🤖 AI Summary
This work presents the first comprehensive survey of world models in robot learning, offering a systematic synthesis of their key paradigms, functional roles, and evolutionary trajectory. Addressing the current fragmentation across architectures and application domains, the study elucidates how world models interface with policy learning, serve as learnable simulators, and evolve from imagination-based generation toward structured control and foundation model integration. Through an integrative analysis spanning predictive modeling, reinforcement learning, video generation, navigation, and autonomous driving, the paper clarifies the core contributions of world models, catalogs representative datasets, benchmarks, and evaluation protocols, and establishes a continuously updated open-source repository to provide both a foundational reference and infrastructural support for future research in this rapidly advancing field.
📝 Abstract
World models, which are predictive representations of how environments evolve under actions, have become a central component of robot learning.

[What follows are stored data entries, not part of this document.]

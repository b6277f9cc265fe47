//! End-to-end runs of the default pipeline against a temporary file tree.
//!
//! Content search needs `rg` or `grep` on PATH; tests that depend on it
//! return early when neither is installed.

use recall::core::state::State;
use recall::io::config::RecallConfig;
use recall::io::history::read_history;
use recall::ops::{Engine, FollowMode};
use recall::pipeline::{RunStatus, ask, run_status};
use recall::test_support::FileTree;

fn config_for(tree: &FileTree) -> RecallConfig {
    let mut cfg = RecallConfig::default();
    cfg.search.dirs = vec![tree.path().to_path_buf()];
    cfg.budget.seconds = None;
    cfg
}

fn engine_available() -> bool {
    if Engine::detect().is_none() {
        eprintln!("skipping: neither rg nor grep on PATH");
        return false;
    }
    true
}

fn ops(state: &State) -> Vec<&str> {
    state.trace.iter().map(|event| event.op.as_str()).collect()
}

#[test]
fn answers_from_matching_file() {
    if !engine_available() {
        return;
    }
    let tree = FileTree::new().expect("tree");
    tree.write("notes/lease.md", "intro\nLease obligations total 4.2m\nend\n")
        .expect("write");
    tree.write("notes/revenue.md", "revenue grew by 12%\n")
        .expect("write");

    let state = ask(&config_for(&tree), "lease obligations")
        .expect("build")
        .expect("run");

    assert_eq!(run_status(&state), RunStatus::Answered);
    assert!(
        state
            .candidates
            .iter()
            .all(|candidate| candidate.uri.ends_with("lease.md"))
    );
    let answer = state.answer.as_deref().expect("answer");
    assert!(answer.contains("Lease obligations total 4.2m"));
    assert!(answer.contains("lease.md:2"));

    let order = ops(&state);
    let position = |op: &str| order.iter().position(|name| *name == op);
    assert!(position("SearchTermExtractor") < position("Grep"));
    assert!(position("Grep") < position("ComposeAnswer"));
    assert_eq!(order.last(), Some(&"WithBudget"));
}

#[test]
fn falls_back_to_globbing_when_nothing_matches() {
    if !engine_available() {
        return;
    }
    let tree = FileTree::new().expect("tree");
    tree.write("docs/guide.md", "nothing relevant here\n")
        .expect("write");

    let state = ask(&config_for(&tree), "zzqx-unfindable")
        .expect("build")
        .expect("run");

    assert!(!state.candidates.is_empty());
    assert!(
        state
            .candidates
            .iter()
            .all(|candidate| candidate.provenance == "Glob")
    );
    let heal = state
        .trace
        .by_op("HealSearch")
        .last()
        .expect("heal event");
    assert_eq!(heal.outcome(), Some("fallback-used"));
    assert_eq!(heal.payload["attempts"], 3);
    assert!(state.answer.is_some());
}

#[test]
fn unhealed_search_degrades_instead_of_failing() {
    if !engine_available() {
        return;
    }
    let tree = FileTree::new().expect("tree");
    tree.write("docs/guide.txt", "nothing relevant here\n")
        .expect("write");
    let mut cfg = config_for(&tree);
    cfg.heal.glob_fallback = false;
    cfg.heal.retries = 0;

    let state = ask(&cfg, "zzqx-unfindable").expect("build").expect("run");

    assert!(state.candidates.is_empty());
    assert_eq!(run_status(&state), RunStatus::Degraded);
}

#[test]
fn history_records_each_run() {
    if !engine_available() {
        return;
    }
    let tree = FileTree::new().expect("tree");
    tree.write("a.md", "quarterly revenue summary\n").expect("write");
    let history = tree.path().join("state/history.jsonl");
    let mut cfg = config_for(&tree);
    cfg.history.enabled = true;
    cfg.history.path = history.clone();
    cfg.search.ignore = r"history\.jsonl$".to_string();

    for query in ["quarterly revenue", "revenue summary"] {
        let state = ask(&cfg, query).expect("build").expect("run");
        let last = state.trace.last().expect("event");
        assert_eq!(last.op, "PersistHistory");
        assert_eq!(last.payload["ok"], true);
    }

    let records = read_history(&history).expect("read");
    assert_eq!(records.len(), 2);
    assert_eq!(records[0]["query"]["text"], "quarterly revenue");
    assert_eq!(records[1]["query"]["text"], "revenue summary");
    assert!(records[1]["trace"].as_array().is_some_and(|trace| !trace.is_empty()));
}

#[test]
fn widened_recovery_counts_as_answered() {
    if !engine_available() {
        return;
    }
    let tree = FileTree::new().expect("tree");
    tree.write("docs/plan.txt", "project overview: lease renewals due in May\n")
        .expect("write");
    let mut cfg = config_for(&tree);
    cfg.heal.glob_fallback = false;
    cfg.heal.retries = 0;

    let state = ask(&cfg, "zzqx-unfindable").expect("build").expect("run");

    let heal: Vec<&str> = state
        .trace
        .by_op("HealSearch")
        .filter_map(|event| event.outcome())
        .collect();
    assert_eq!(heal, vec!["weak", "unhealed", "healed"]);
    assert!(
        state
            .trace
            .by_op("StagnationGuard")
            .any(|event| event.outcome() == Some("recovered"))
    );
    assert_eq!(state.candidates.len(), 1);
    assert_eq!(run_status(&state), RunStatus::Answered);
}

#[test]
fn repeated_matches_across_dirs_are_not_progress() {
    if !engine_available() {
        return;
    }
    let tree = FileTree::new().expect("tree");
    tree.write("a/lease.md", "lease terms for site a\n").expect("write");
    tree.write("b/lease.md", "lease terms for site b\n").expect("write");
    let mut cfg = config_for(&tree);
    cfg.search.dirs = vec![tree.path().join("a"), tree.path().join("b")];
    cfg.heal.glob_fallback = false;
    cfg.heal.retries = 1;
    cfg.looping.min_candidates = 3;

    let state = ask(&cfg, "lease terms").expect("build").expect("run");

    assert!(
        state
            .trace
            .by_op("HealSearch")
            .all(|event| event.outcome() != Some("healed"))
    );
    let mut uris: Vec<&str> = state
        .candidates
        .iter()
        .map(|candidate| candidate.uri.as_str())
        .collect();
    uris.sort_unstable();
    uris.dedup();
    assert_eq!(uris.len(), 2);
    assert_eq!(run_status(&state), RunStatus::Degraded);
}

#[test]
fn enabled_reference_following_pulls_in_referenced_files() {
    if !engine_available() {
        return;
    }
    let tree = FileTree::new().expect("tree");
    tree.write("report.md", "lease summary: see Note 14 for renewals\n")
        .expect("write");
    tree.write("notes/n14.md", "Note 14: renewal dates run to 2030\n")
        .expect("write");
    let mut cfg = config_for(&tree);
    cfg.refs.enabled = true;
    cfg.refs.mode = FollowMode::Light;

    let state = ask(&cfg, "lease summary").expect("build").expect("run");

    let followed = state
        .candidates
        .iter()
        .find(|candidate| candidate.uri.ends_with("notes/n14.md"))
        .expect("referenced file");
    assert_eq!(followed.provenance, "ReferenceFollower");
    let event = state
        .trace
        .by_op("ReferenceFollower")
        .last()
        .expect("follow event");
    assert_eq!(event.payload["added"], 1);
    assert_eq!(run_status(&state), RunStatus::Answered);

    cfg.refs.enabled = false;
    let state = ask(&cfg, "lease summary").expect("build").expect("run");
    assert_eq!(state.trace.by_op("ReferenceFollower").count(), 0);
}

They support policy learning, planning, simulation, evaluation, data generation, and have advanced rapidly with the rise of foundation models and large-scale video generation. However, the literature remains fragmented across architectures, functional roles, and embodied application domains. To address this gap, we present a comprehensive review of world models from a robot-learning perspective. We examine how world models are coupled with robot policies, how they serve as learned simulators for reinforcement learning and evaluation, and how robotic video world models have progressed from imagination-based generation to controllable, structured, and foundation-scale formulations. We further connect these ideas to navigation and autonomous driving, and summarize representative datasets, benchmarks, and evaluation protocols. Overall, this survey systematically reviews the rapidly growing literature on world models for robot learning, clarifies key paradigms and applications, and highlights major challenges and future directions for predictive modeling in embodied agents. To facilitate continued access to newly emerging works, benchmarks, and resources, we will maintain and regularly update the accompanying GitHub repository alongside this survey.